"""

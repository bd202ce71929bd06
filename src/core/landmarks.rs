//! Landmark input delivered by the perception subsystem.
//!
//! Coordinates are normalized to the frame (0.0 at the left/top edge, 1.0 at
//! the right/bottom edge). Pose indices follow the 33-point body topology and
//! face indices follow the 468-point face mesh.

use serde::{Deserialize, Serialize};

/// A body-pose landmark with its detection confidence.
#[derive(Debug, Clone, Copy, PartialEq, Serialize, Deserialize)]
pub struct Landmark {
    /// Normalized X coordinate.
    pub x: f64,
    /// Normalized Y coordinate.
    pub y: f64,
    /// Visibility / confidence score in [0, 1].
    #[serde(default = "full_visibility")]
    pub visibility: f64,
}

const fn full_visibility() -> f64 {
    1.0
}

impl Landmark {
    /// Create a landmark.
    #[must_use]
    pub const fn new(x: f64, y: f64, visibility: f64) -> Self {
        Self { x, y, visibility }
    }

    /// Whether the landmark is at least `threshold` visible.
    #[must_use]
    pub fn is_visible(&self, threshold: f64) -> bool {
        self.visibility >= threshold
    }
}

/// A facial landmark.
#[derive(Debug, Clone, Copy, PartialEq, Serialize, Deserialize)]
pub struct FacePoint {
    /// Normalized X coordinate.
    pub x: f64,
    /// Normalized Y coordinate.
    pub y: f64,
}

impl FacePoint {
    /// Create a face point.
    #[must_use]
    pub const fn new(x: f64, y: f64) -> Self {
        Self { x, y }
    }
}

/// Body-pose landmarks consumed by the posture metrics.
#[derive(Debug, Clone, Copy, PartialEq, Eq, Hash)]
#[repr(usize)]
pub enum PoseLandmark {
    Nose = 0,
    LeftEar = 7,
    RightEar = 8,
    LeftShoulder = 11,
    RightShoulder = 12,
}

impl PoseLandmark {
    /// Number of points in a full pose.
    pub const COUNT: usize = 33;

    /// Position of this landmark in the pose array.
    #[must_use]
    pub const fn index(self) -> usize {
        self as usize
    }
}

/// Face-mesh landmarks consumed by the orientation classifier.
#[derive(Debug, Clone, Copy, PartialEq, Eq, Hash)]
#[repr(usize)]
pub enum FaceLandmark {
    NoseTip = 4,
    LeftEyeCorner = 33,
    RightEyeCorner = 263,
}

impl FaceLandmark {
    /// Number of points in a full face mesh.
    pub const COUNT: usize = 468;

    /// Position of this landmark in the face array.
    #[must_use]
    pub const fn index(self) -> usize {
        self as usize
    }
}

/// Perception output for one processed frame.
#[derive(Debug, Clone, Default, PartialEq, Serialize, Deserialize)]
pub struct LandmarkFrame {
    /// Body-pose landmarks, `None` when no body was detected.
    #[serde(default)]
    pub pose: Option<Vec<Landmark>>,
    /// Face-mesh landmarks for the first detected face.
    #[serde(default)]
    pub face: Option<Vec<FacePoint>>,
    /// Frame width in pixels.
    pub width: u32,
    /// Frame height in pixels.
    pub height: u32,
}

impl LandmarkFrame {
    /// Create an empty frame of the given size.
    #[must_use]
    pub const fn new(width: u32, height: u32) -> Self {
        Self {
            pose: None,
            face: None,
            width,
            height,
        }
    }

    /// Attach pose landmarks.
    #[must_use]
    pub fn with_pose(mut self, pose: Vec<Landmark>) -> Self {
        self.pose = Some(pose);
        self
    }

    /// Attach face landmarks.
    #[must_use]
    pub fn with_face(mut self, face: Vec<FacePoint>) -> Self {
        self.face = Some(face);
        self
    }

    /// Whether the perception model reported a body.
    #[must_use]
    pub fn has_pose(&self) -> bool {
        self.pose.as_ref().is_some_and(|p| !p.is_empty())
    }

    /// Look up a pose landmark.
    #[must_use]
    pub fn pose_landmark(&self, which: PoseLandmark) -> Option<&Landmark> {
        self.pose.as_ref()?.get(which.index())
    }

    /// Look up a face landmark.
    #[must_use]
    pub fn face_point(&self, which: FaceLandmark) -> Option<&FacePoint> {
        self.face.as_ref()?.get(which.index())
    }
}

#[cfg(test)]
mod tests {
    use super::*;

    #[test]
    fn test_landmark_visibility() {
        let lm = Landmark::new(0.5, 0.5, 0.4);
        assert!(lm.is_visible(0.4));
        assert!(!lm.is_visible(0.5));
    }

    #[test]
    fn test_indices() {
        assert_eq!(PoseLandmark::LeftShoulder.index(), 11);
        assert_eq!(PoseLandmark::RightEar.index(), 8);
        assert_eq!(FaceLandmark::RightEyeCorner.index(), 263);
    }

    #[test]
    fn test_lookup_out_of_range() {
        let frame = LandmarkFrame::new(640, 480).with_pose(vec![Landmark::new(0.5, 0.5, 1.0)]);
        assert!(frame.has_pose());
        assert!(frame.pose_landmark(PoseLandmark::Nose).is_some());
        assert!(frame.pose_landmark(PoseLandmark::LeftShoulder).is_none());
        assert!(frame.face_point(FaceLandmark::NoseTip).is_none());
    }

    #[test]
    fn test_empty_pose_is_no_pose() {
        let frame = LandmarkFrame::new(640, 480).with_pose(Vec::new());
        assert!(!frame.has_pose());
    }

    #[test]
    fn test_deserialize_defaults_visibility() {
        let frame: LandmarkFrame =
            serde_json::from_str(r#"{"pose":[{"x":0.1,"y":0.2}],"width":10,"height":20}"#)
                .unwrap();
        let pose = frame.pose.unwrap();
        assert_eq!(pose[0].visibility, 1.0);
        assert!(frame.face.is_none());
    }
}
//! Logger bootstrap.
//!
//! # Responsibility
//! - Initialize the `log` backend exactly once per process.
//! - Route records to stderr, or to rotated files under the data directory.
//!
//! # Invariants
//! - Initialization is idempotent for the same level and destination.
//! - Re-initialization with a different level or destination is rejected.
//! - Initialization never panics.

use std::path::{Path, PathBuf};

use flexi_logger::{Cleanup, Criterion, FileSpec, Logger, LoggerHandle, Naming, WriteMode};
use log::info;
use once_cell::sync::OnceCell;

use crate::error::PostureError;

const LOG_FILE_BASENAME: &str = "posturewatch";
const MAX_LOG_FILE_SIZE_BYTES: u64 = 5 * 1024 * 1024;
const MAX_LOG_FILES: usize = 3;
const SUPPORTED_LEVELS: [&str; 6] = ["off", "error", "warn", "info", "debug", "trace"];

static LOGGING_STATE: OnceCell<LoggingState> = OnceCell::new();

struct LoggingState {
    level: String,
    log_dir: Option<PathBuf>,
    _logger: LoggerHandle,
}

fn normalize_level(level: &str) -> Result<String, PostureError> {
    let normalized = level.trim().to_ascii_lowercase();
    if SUPPORTED_LEVELS.contains(&normalized.as_str()) {
        Ok(normalized)
    } else {
        Err(PostureError::Logging(format!(
            "unsupported log level `{level}` (expected one of: {})",
            SUPPORTED_LEVELS.join(", ")
        )))
    }
}

fn check_same(
    state: &LoggingState,
    level: &str,
    log_dir: Option<&Path>,
) -> Result<(), PostureError> {
    if state.log_dir.as_deref() != log_dir {
        return Err(PostureError::Logging(format!(
            "logging already initialized with destination `{}`; refusing to switch",
            describe(state.log_dir.as_deref())
        )));
    }
    if state.level != level {
        return Err(PostureError::Logging(format!(
            "logging already initialized with level `{}`; refusing to switch to `{level}`",
            state.level
        )));
    }
    Ok(())
}

fn describe(log_dir: Option<&Path>) -> String {
    log_dir.map_or_else(|| "stderr".to_string(), |dir| dir.display().to_string())
}

/// Initialize logging at `level`, writing to `log_dir` when given and to
/// stderr otherwise.
///
/// # Errors
///
/// - Returns an error when `level` is unsupported.
/// - Returns an error when the log directory cannot be created.
/// - Returns an error when logging was already initialized differently.
pub fn init_logging(level: &str, log_dir: Option<&Path>) -> Result<(), PostureError> {
    let level = normalize_level(level)?;

    if let Some(state) = LOGGING_STATE.get() {
        return check_same(state, &level, log_dir);
    }

    let state = LOGGING_STATE.get_or_try_init(|| -> Result<LoggingState, PostureError> {
        let logger = Logger::try_with_str(&level)
            .map_err(|err| PostureError::Logging(format!("invalid log level `{level}`: {err}")))?;

        let logger = match log_dir {
            Some(dir) => {
                std::fs::create_dir_all(dir).map_err(|err| {
                    PostureError::Logging(format!(
                        "failed to create log directory `{}`: {err}",
                        dir.display()
                    ))
                })?;
                logger
                    .log_to_file(FileSpec::default().directory(dir).basename(LOG_FILE_BASENAME))
                    .rotate(
                        Criterion::Size(MAX_LOG_FILE_SIZE_BYTES),
                        Naming::Numbers,
                        Cleanup::KeepLogFiles(MAX_LOG_FILES),
                    )
                    .write_mode(WriteMode::BufferAndFlush)
                    .append()
                    .format_for_files(flexi_logger::detailed_format)
            }
            None => logger
                .log_to_stderr()
                .format_for_stderr(flexi_logger::colored_default_format),
        };

        let handle = logger
            .start()
            .map_err(|err| PostureError::Logging(format!("failed to start logger: {err}")))?;

        info!(
            "event=logging_init level={} destination={} version={}",
            level,
            describe(log_dir),
            env!("CARGO_PKG_VERSION")
        );

        Ok(LoggingState {
            level: level.clone(),
            log_dir: log_dir.map(Path::to_path_buf),
            _logger: handle,
        })
    })?;

    check_same(state, &level, log_dir)
}

/// Active `(level, destination)` or `None` before initialization.
#[must_use]
pub fn logging_status() -> Option<(String, Option<PathBuf>)> {
    LOGGING_STATE
        .get()
        .map(|state| (state.level.clone(), state.log_dir.clone()))
}
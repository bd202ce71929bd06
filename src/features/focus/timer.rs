//! Screen-focus streak tracking.
//!
//! A streak is a contiguous run of frames classified as facing the screen.
//! Looking away ends it; a streak that reaches the alert threshold raises a
//! break reminder and starts over, so one long session keeps reminding.

use std::time::Instant;

use log::{debug, info};

use crate::config::FocusConfig;
use crate::core::{format_duration, secs_between};
use crate::features::alerts::{Alert, AlertDispatcher, AlertKind};

/// Live focus timing.
#[derive(Debug, Clone, Copy, Default, PartialEq)]
pub struct FocusState {
    /// Start of the streak in progress.
    pub contact_started_at: Option<Instant>,
    /// Length of the streak in progress, as of the last facing frame.
    pub current_streak_secs: f64,
    /// When the last focus alert fired, `None` if it never has.
    pub last_alert_at: Option<Instant>,
}

/// Tracks focus streaks and decides when to remind the subject to take a break.
#[derive(Debug, Clone)]
pub struct FocusTimer {
    config: FocusConfig,
    state: FocusState,
    last_observed_secs: f64,
    completed_secs: f64,
}

impl FocusTimer {
    /// Create a timer with no streak in progress.
    #[must_use]
    pub fn new(config: FocusConfig) -> Self {
        Self {
            config,
            state: FocusState::default(),
            last_observed_secs: 0.0,
            completed_secs: 0.0,
        }
    }

    /// Feed one frame's facing verdict.
    ///
    /// Returns the focus alert raised by this frame, if any.
    pub fn update(
        &mut self,
        now: Instant,
        facing_screen: bool,
        alerts: &mut AlertDispatcher,
    ) -> Option<Alert> {
        if !facing_screen {
            self.end_streak();
            return None;
        }

        let Some(started) = self.state.contact_started_at else {
            debug!("event=focus_streak_start");
            self.state.contact_started_at = Some(now);
            self.state.current_streak_secs = 0.0;
            return None;
        };

        let streak = secs_between(started, now);
        self.state.current_streak_secs = streak;
        self.last_observed_secs = streak;

        if !self.alert_due(now) {
            return None;
        }

        let message = format!(
            "Take a break! You've been focused on the screen for {}.",
            format_duration(streak)
        );
        info!("event=focus_alert streak_secs={streak:.0}");

        self.state.last_alert_at = Some(now);
        self.completed_secs += streak;
        self.state.contact_started_at = Some(now);
        self.state.current_streak_secs = 0.0;

        Some(alerts.raise(AlertKind::Focus, message).clone())
    }

    fn alert_due(&self, now: Instant) -> bool {
        if self.state.current_streak_secs < self.config.streak_alert_secs {
            return false;
        }
        self.state.last_alert_at.is_none_or(|last| {
            secs_between(last, now) >= self.config.alert_interval_secs
        })
    }

    fn end_streak(&mut self) {
        if self.state.contact_started_at.take().is_some() {
            debug!(
                "event=focus_streak_end streak_secs={:.1}",
                self.state.current_streak_secs
            );
            self.completed_secs += self.state.current_streak_secs;
        }
        self.state.current_streak_secs = 0.0;
    }

    /// End any streak in progress without touching the alert throttle.
    pub fn reset(&mut self) {
        self.end_streak();
    }

    /// Current timing state.
    #[must_use]
    pub const fn state(&self) -> &FocusState {
        &self.state
    }

    /// Streak length as last observed on a facing frame.
    ///
    /// Overwritten on every facing frame and left in place when a streak ends,
    /// so a short look-away resets it only once the next streak has grown.
    #[must_use]
    pub const fn last_observed_secs(&self) -> f64 {
        self.last_observed_secs
    }

    /// Total focus time across all streaks, including the one in progress.
    #[must_use]
    pub fn accumulated_secs(&self) -> f64 {
        self.completed_secs + self.state.current_streak_secs
    }
}
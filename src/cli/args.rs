use std::path::PathBuf;

use clap::{Args, Parser, Subcommand, ValueEnum};
use clap_complete::Shell;
use serde::{Deserialize, Serialize};

#[derive(Parser)]
#[command(name = "posturewatch")]
#[command(about = "Posture and screen-focus alerting driven by pose landmarks")]
#[command(long_about = "posturewatch - posture and screen-focus alerting

Feeds body-pose and face landmarks through a stateful detection engine that
flags sustained poor posture and long uninterrupted screen focus, with
throttled alerts and a pause/snooze lifecycle.

QUICK START:
  posturewatch replay session.jsonl          Replay a recorded session
  posturewatch replay session.jsonl -o json  Emit events as JSON lines
  posturewatch config init                   Write the default configuration

For more information on a specific command, run:
  posturewatch <command> --help")]
#[command(version, propagate_version = true)]
pub struct Cli {
    /// Output format for command results
    ///
    /// Use 'pretty' for human-readable colored output (default),
    /// or 'json' for machine-readable output suitable for scripting.
    #[arg(short, long, value_enum, default_value = "pretty", global = true)]
    pub output: OutputFormat,

    /// Configuration file (defaults to ~/.posturewatch/config.yaml)
    #[arg(long, global = true, env = "POSTUREWATCH_CONFIG")]
    pub config: Option<PathBuf>,

    /// Log level override (error, warn, info, debug, trace, off)
    #[arg(long, global = true, env = "POSTUREWATCH_LOG")]
    pub log_level: Option<String>,

    #[command(subcommand)]
    pub command: Commands,
}

/// Output format for command results.
#[derive(ValueEnum, Clone, Copy, Debug, Default, PartialEq, Eq, Serialize, Deserialize)]
#[serde(rename_all = "lowercase")]
pub enum OutputFormat {
    /// Human-readable colored output.
    #[default]
    Pretty,
    /// Machine-readable JSON output.
    Json,
}

#[derive(Subcommand)]
pub enum Commands {
    /// Replay a recorded landmark session through the engine
    ///
    /// Reads a JSON-lines file. Each line is either a frame:
    ///
    ///   {"t": 3.0, "pose": [{"x":0.5,"y":0.2,"visibility":0.9}, ...],
    ///    "face": [{"x":0.5,"y":0.4}, ...], "width": 640, "height": 480}
    ///
    /// or a control event:
    ///
    ///   {"t": 100, "control": "snooze", "seconds": 300}
    ///
    /// Controls: start, pause, snooze, status, stats, poll. Timestamps are
    /// seconds since the start of the recording and must not decrease.
    /// Blank lines and lines starting with '#' are ignored.
    ///
    /// # Examples
    ///
    ///   posturewatch replay session.jsonl
    ///   posturewatch replay session.jsonl --summary
    ///   posturewatch replay session.jsonl -o json | jq .
    #[command(alias = "r")]
    Replay(ReplayArgs),

    /// Show or initialize configuration
    ///
    /// # Examples
    ///
    ///   posturewatch config show
    ///   posturewatch config init --force
    ///   posturewatch config path
    Config(ConfigArgs),

    /// Generate shell completions
    ///
    /// Example: posturewatch completions zsh > ~/.zfunc/_posturewatch
    Completions {
        /// Shell to generate completions for
        #[arg(value_enum)]
        shell: Shell,
    },
}

/// Arguments for the replay command.
#[derive(Args)]
pub struct ReplayArgs {
    /// Recorded session (JSON lines)
    pub file: PathBuf,

    /// Print final statistics after the replay
    #[arg(long, short = 's')]
    pub summary: bool,
}

/// Arguments for the config command.
#[derive(Args)]
pub struct ConfigArgs {
    #[command(subcommand)]
    pub command: ConfigCommands,
}

/// Configuration subcommands.
#[derive(Subcommand)]
pub enum ConfigCommands {
    /// Print the effective configuration
    Show,

    /// Write the default configuration file
    Init {
        /// Overwrite an existing file
        #[arg(long, short = 'f')]
        force: bool,
    },

    /// Print the configuration file path
    Path,
}

#[cfg(test)]
mod tests {
    use super::*;

    #[test]
    fn test_cli_replay() {
        let cli = Cli::try_parse_from(["posturewatch", "replay", "session.jsonl"]).unwrap();
        assert_eq!(cli.output, OutputFormat::Pretty);
        if let Commands::Replay(args) = cli.command {
            assert_eq!(args.file, PathBuf::from("session.jsonl"));
            assert!(!args.summary);
        } else {
            panic!("Expected Replay command");
        }
    }

    #[test]
    fn test_cli_replay_alias_and_flags() {
        let cli = Cli::try_parse_from([
            "posturewatch",
            "r",
            "s.jsonl",
            "--summary",
            "-o",
            "json",
            "--log-level",
            "debug",
        ])
        .unwrap();
        assert_eq!(cli.output, OutputFormat::Json);
        assert_eq!(cli.log_level.as_deref(), Some("debug"));
        if let Commands::Replay(args) = cli.command {
            assert!(args.summary);
        } else {
            panic!("Expected Replay command");
        }
    }

    #[test]
    fn test_cli_config_init_force() {
        let cli = Cli::try_parse_from(["posturewatch", "config", "init", "--force"]).unwrap();
        if let Commands::Config(args) = cli.command {
            assert!(matches!(args.command, ConfigCommands::Init { force: true }));
        } else {
            panic!("Expected Config command");
        }
    }

    #[test]
    fn test_cli_completions() {
        let cli = Cli::try_parse_from(["posturewatch", "completions", "bash"]).unwrap();
        assert!(matches!(
            cli.command,
            Commands::Completions { shell: Shell::Bash }
        ));
    }

    #[test]
    fn test_cli_rejects_unknown_shell() {
        assert!(Cli::try_parse_from(["posturewatch", "completions", "tcsh"]).is_err());
    }
}
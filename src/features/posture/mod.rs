//! Posture detection.
//!
//! Turns body-pose landmarks into geometric metrics and smooths them into a
//! throttled posture alert:
//! - Neck angle, shoulder slouch and shoulder asymmetry metrics
//! - Hysteresis on good/bad posture duration
//! - Sustained-duration and minimum-interval alert gate

pub mod metrics;
pub mod tracker;

pub use metrics::{PostureMetrics, PostureMetricsCalculator};
pub use tracker::{PostureIssue, PostureState, PostureStateTracker, PostureStatus};
//! Monotonic time sources.
//!
//! All gating in the engine is measured against a [`Clock`] so the frame loop
//! can run on real time while tests and recorded sessions run on a
//! hand-driven one.

use std::sync::{Mutex, PoisonError};
use std::time::{Duration, Instant};

use crate::error::PostureError;

/// Source of monotonic instants.
pub trait Clock: Send + Sync {
    /// Current instant.
    fn now(&self) -> Instant;
}

/// Clock backed by [`Instant::now`].
#[derive(Debug, Clone, Copy, Default)]
pub struct SystemClock;

impl Clock for SystemClock {
    fn now(&self) -> Instant {
        Instant::now()
    }
}

/// Clock that only moves when told to.
///
/// Time is expressed as an offset from the instant the clock was created, so
/// `set_secs(12.0)` reads as "t = 12".
#[derive(Debug)]
pub struct ManualClock {
    origin: Instant,
    offset: Mutex<Duration>,
}

impl ManualClock {
    /// Create a clock positioned at t = 0.
    #[must_use]
    pub fn new() -> Self {
        Self {
            origin: Instant::now(),
            offset: Mutex::new(Duration::ZERO),
        }
    }

    /// Move the clock to `secs` after its origin.
    ///
    /// # Errors
    ///
    /// Returns `PostureError::InvalidInput` for negative or non-finite values
    /// and for offsets too large to represent as an instant. The clock is left
    /// where it was.
    pub fn set_secs(&self, secs: f64) -> Result<(), PostureError> {
        let offset = Duration::try_from_secs_f64(secs)
            .ok()
            .filter(|offset| self.origin.checked_add(*offset).is_some())
            .ok_or_else(|| {
                PostureError::InvalidInput(format!("clock offset out of range: {secs}"))
            })?;
        *self.offset.lock().unwrap_or_else(PoisonError::into_inner) = offset;
        Ok(())
    }
}

impl Default for ManualClock {
    fn default() -> Self {
        Self::new()
    }
}

impl Clock for ManualClock {
    fn now(&self) -> Instant {
        let offset = *self.offset.lock().unwrap_or_else(PoisonError::into_inner);
        // set_secs only stores offsets that fit.
        self.origin.checked_add(offset).unwrap_or(self.origin)
    }
}

/// Seconds from `earlier` to `later`, zero if `later` precedes `earlier`.
#[must_use]
pub fn secs_between(earlier: Instant, later: Instant) -> f64 {
    later.saturating_duration_since(earlier).as_secs_f64()
}

#[cfg(test)]
mod tests {
    use super::*;

    #[test]
    fn test_manual_clock_set() {
        let clock = ManualClock::new();
        let start = clock.now();

        clock.set_secs(12.0).unwrap();
        assert_eq!(secs_between(start, clock.now()), 12.0);
    }

    #[test]
    fn test_manual_clock_rejects_negative_and_non_finite() {
        let clock = ManualClock::new();
        let start = clock.now();
        clock.set_secs(5.0).unwrap();

        assert!(clock.set_secs(-1.0).is_err());
        assert!(clock.set_secs(f64::NAN).is_err());
        assert!(clock.set_secs(f64::INFINITY).is_err());
        assert_eq!(secs_between(start, clock.now()), 5.0);
    }

    #[test]
    fn test_manual_clock_rejects_unrepresentable_offset() {
        let clock = ManualClock::new();
        let start = clock.now();
        clock.set_secs(5.0).unwrap();

        let err = clock.set_secs(1.8e19).unwrap_err();
        assert!(matches!(err, PostureError::InvalidInput(_)));
        assert_eq!(secs_between(start, clock.now()), 5.0);
    }

    #[test]
    fn test_secs_between_saturates() {
        let clock = ManualClock::new();
        let early = clock.now();
        clock.set_secs(1.0).unwrap();
        let late = clock.now();
        assert_eq!(secs_between(late, early), 0.0);
    }

    #[test]
    fn test_system_clock_is_monotonic() {
        let clock = SystemClock;
        let a = clock.now();
        let b = clock.now();
        assert!(b >= a);
    }
}
//! Single-slot alert mailbox and alert counters.

use std::fmt;

use chrono::{DateTime, Utc};
use serde::{Deserialize, Serialize};

/// What an alert is about.
#[derive(Debug, Clone, Copy, PartialEq, Eq, Serialize, Deserialize)]
#[serde(rename_all = "lowercase")]
pub enum AlertKind {
    /// Sustained poor posture.
    Posture,
    /// Prolonged uninterrupted screen focus.
    Focus,
}

impl fmt::Display for AlertKind {
    fn fmt(&self, f: &mut fmt::Formatter<'_>) -> fmt::Result {
        match self {
            Self::Posture => write!(f, "posture"),
            Self::Focus => write!(f, "focus"),
        }
    }
}

/// A raised alert.
#[derive(Debug, Clone, PartialEq, Eq, Serialize, Deserialize)]
pub struct Alert {
    /// Alert category.
    pub kind: AlertKind,
    /// Human-readable message.
    pub message: String,
    /// Wall-clock time the alert was raised.
    pub raised_at: DateTime<Utc>,
    /// Whether a consumer has yet to poll this alert.
    pub undelivered: bool,
}

/// Number of alerts raised per kind.
#[derive(Debug, Clone, Copy, Default, PartialEq, Eq, Serialize, Deserialize)]
pub struct AlertCounters {
    /// Posture alerts raised since start-up.
    pub posture_alerts: u64,
    /// Focus alerts raised since start-up.
    pub focus_alerts: u64,
}

/// Holds the live alert and the per-kind counters.
///
/// Raising an alert replaces the previous one whether or not it was
/// delivered: last alert wins.
#[derive(Debug, Clone, Default)]
pub struct AlertDispatcher {
    current: Option<Alert>,
    counters: AlertCounters,
}

impl AlertDispatcher {
    /// Create an empty dispatcher.
    #[must_use]
    pub fn new() -> Self {
        Self::default()
    }

    /// Replace the live alert and count it.
    pub fn raise(&mut self, kind: AlertKind, message: impl Into<String>) -> &Alert {
        match kind {
            AlertKind::Posture => self.counters.posture_alerts += 1,
            AlertKind::Focus => self.counters.focus_alerts += 1,
        }
        self.current.insert(Alert {
            kind,
            message: message.into(),
            raised_at: Utc::now(),
            undelivered: true,
        })
    }

    /// Take delivery of the pending alert.
    ///
    /// Returns the message if it has not been polled yet, `None` otherwise.
    /// The alert itself stays in place until the next [`raise`](Self::raise).
    pub fn poll(&mut self) -> Option<String> {
        let alert = self.current.as_mut().filter(|a| a.undelivered)?;
        alert.undelivered = false;
        Some(alert.message.clone())
    }

    /// The most recent alert, delivered or not.
    #[must_use]
    pub const fn current(&self) -> Option<&Alert> {
        self.current.as_ref()
    }

    /// Alert counters.
    #[must_use]
    pub const fn counters(&self) -> AlertCounters {
        self.counters
    }
}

"""

Send back the lines of the records word for word, from the very first through the line containing "468-point face mesh.".

repository bd202ce71929bd06
filename src/core/landmarks.rs
//! Landmark input delivered by the perception subsystem.
//!
//! Coordinates are normalized to the frame (0.0 at the left/top edge, 1.0 at
//! the right/bottom edge). Pose indices follow the 33-point body topology and
//! face indices follow the 468-point face mesh.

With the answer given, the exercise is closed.